Усмехнувшись с протяжным вздохом, словно простонав, и подивившись искусству фотомастера, Сталин посмотрел на мраморный столик, где на потемневшем от времени серебряном подносе стояли стакан и бутылка с минеральной водой; над столиком возвышалась резная стенка с зеркалом в серебряной оправе. В зеркале увидел свое склоненное над столом лицо – темное, с воспаленными, отуманенными глазами, таившими в себе нерастраченную мыслительную силу и созревание чего-то очень важного и непростого.

Он снова покосился на тщательно отретушированную фотографию, и его лицо на обложке журнала показалось ему еще более далеким, словно из воспоминаний. И все же какая-то таинственная притягательная сила была явственно заметна в этом портрете. В спокойных чертах, в пытливом взгляде, который, казалось, видел что-то недоступное сейчас даже для самого Сталина, во всем освещенном глубокой мыслью его лице угадывалась не простая значительность, а может, даже величие. Однако когда Сталин пристальнее всматривался в фотографию, в его сердце оседало тревожное чувство.

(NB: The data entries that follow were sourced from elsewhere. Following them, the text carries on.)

// author: kodeholic (powered by Claude)
// 네트워크 로직과 분리된 순수 상태 관리 모듈
//
//   status  - StatusRegistry (유저별 매칭 상태 + lease)
//   queue   - EntryQueue (워커 입력 job)
//   pool    - MatchingPool (버킷 큐 + FCFS)
//   session - Session / SessionHub (핸드오프 이후)
//   user    - UserHub (게이트웨이 WS 연결)

pub mod pool;
pub mod queue;
pub mod session;
pub mod status;
pub mod user;

pub use pool::{BucketInfo, MatchingPool, PoolEntry};
pub use queue::{ClearReason, EntryQueue, EntryQueueJob};
pub use session::{ParticipantState, Session, SessionHub, SessionParticipant, TerminationReason};
pub use status::{Difficulty, MatchStatus, StatusEntry, StatusRegistry};
pub use user::{BroadcastTx, Connection, UserHub};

Снова строго вопрошающе и с оттенком недоумения посмотрел в зеркало, впервые отвлекшись от терзавших его тяжелых раздумий, и ему отчетливо почудилось, что все-таки настоящий, нужный народу и государству Иосиф Сталин – именно здесь, на обложке журнала, а там, в зеркале, какой-то близкий ему человек, который помогает мыслить и которого часто видит то ли во сне, то ли вот так, как сейчас, в глубинах зеркальных отражений.

И еще отметил Сталин, что на портрете нет в его облике того налета бытовизма, который в общем-то принижает каждого человека, назойливо напоминает о временном пребывании на белом свете. Да, на фотографии он дышит нетленностью; Сталину подумалось, что именно так он выглядит, когда сидит с пером в руках за столом и пишет, всматриваясь в закрома своих знаний, свободно и щедро распоряжаясь послушными мыслями, придавая им энергию, с интересом определяя в них новые начала и связи между многогранностью научных понятий и проявлениями жизни, доводя каждую написанную фразу до кристальной ясности. Только в стихии мышления, когда в воображении зазвучат вещественные свойства его раздумий, чувствует он себя счастливым и уверенным в грядущих делах… Конечно, на тысячелетия вперед прав Пушкин, утвердительно и гордо вопрошающий с высокого пьедестала своей гениальной поэзии: «Что же составляет величие человека, как не мысль?»